# Toshiba lcd tv32c120u , problemas con la imagen



## transistor2020 (Jul 8, 2014)

tengo un problema el tv lcd toshiba,  la imagen se ve doble hasta triple color malo no se distingue, la imagen tiembla y una raya negra horizontal abajo como de 1 cm de ancho en frio enciende bien a  calentarse da la falla empieza a los 2 o 3 minutos,por la parte superior e inferior tiembla revise fuente condensadores bien medi voltajes hay 24 , hay los 5 y hay 11.89 los 12 de la fuente no se si esta bien 11.89 o debe ser exacto 12 aca la imagen haber que es , si es la board logica de video o plaqueta de la pantalla donde va el flex toque el flex lo limpie y no es el flex:


----------



## felixreal (Jul 18, 2014)

Hooolaquetal!!

Me pasó algo parecido con una LG de 23", en mi caso, donde debería tener 15v tenía apenas 14 y unas ondulaciones en la imagen, también como que temblaba.
Cambié los condensadores de 15v de la fuente que alimentaban la mainboard, y en ésta los condensadores de varios reguladores y los que alimentaban el panel. Con eso se solucionó.
No se si tu caso es el mismo, por que yo no tenía ninguna franja negra.
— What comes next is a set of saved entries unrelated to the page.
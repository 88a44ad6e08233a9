pub mod adapter;
pub mod client;
pub mod params;
pub mod row;
pub mod sink;
pub mod source;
Lo tuyo parece un error de sincro vertical. 


Saludos!!!!


----------



## transistor2020 (Jul 18, 2014)

los condensadores los medi con un capacimetro medidor de scr y estan bien, ya el tv lo entregue el problema debe estar en la placa que esta pegada a los flex de la pantalla y repararla es un riesgo,  ya que el flex esta pegado a esa placa, y despegarlo  es un riesgo   ya que no poseo pintura conductiva de todas maneras agradecido por tratar de ayudarme. gracias.


----------



## el-rey-julien (Jul 18, 2014)

capacimetro medidor de scr  = no son confiables


----------



## transistor2020 (Jul 18, 2014)

bueno pero ya lo regrese igual tenia voltajes bien y estables para mi el problema radicaba en la placa de la pantalla


----------